→ WORK INSTRUCTION
Say only how many lines in the entries below contain the word "delete".

[Stored items from a collection]
+++
//! Plan - Collection of Effects
//!
//! A Plan is an ordered list of Effects to be executed.
//! No side effects occur until the Plan is applied.

use crate::effect::Effect;

/// Plan containing Effects to be executed
#[derive(Debug, Clone, Default)]
pub struct Plan {
    effects: Vec<Effect>,
}

impl Plan {
    pub fn new() -> Self {
        Self::default()
    }

    pub fn add(&mut self, effect: Effect) {
        self.effects.push(effect);
    }

    pub fn effects(&self) -> &[Effect] {
        &self.effects
    }

    pub fn is_empty(&self) -> bool {
        self.effects.is_empty()
    }

    /// Number of mutating Effects
    pub fn mutation_count(&self) -> usize {
        self.effects.iter().filter(|e| e.is_mutating()).count()
    }

    /// Generate a summary of the Plan for display
    pub fn summary(&self) -> PlanSummary {
        let mut summary = PlanSummary::default();
        for effect in &self.effects {
            match effect {
                Effect::Read { .. } => summary.read += 1,
                Effect::Create(_) => summary.create += 1,
                Effect::Update { .. } => summary.update += 1,
                Effect::Replace { .. } => summary.replace += 1,
                Effect::Delete { .. } => summary.delete += 1,
            }
        }
        summary
    }
}

#[derive(Debug, Default)]
pub struct PlanSummary {
    pub read: usize,
    pub create: usize,
    pub update: usize,
    pub replace: usize,
    pub delete: usize,
}

impl std::fmt::Display for PlanSummary {
    fn fmt(&self, f: &mut std::fmt::Formatter<'_>) -> std::fmt::Result {
        write!(
            f,
            "Plan: {} to create, {} to update, {} to replace, {} to delete",
            self.create, self.update, self.replace, self.delete
        )
    }
}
+++
→ YOUR RESPONSE
4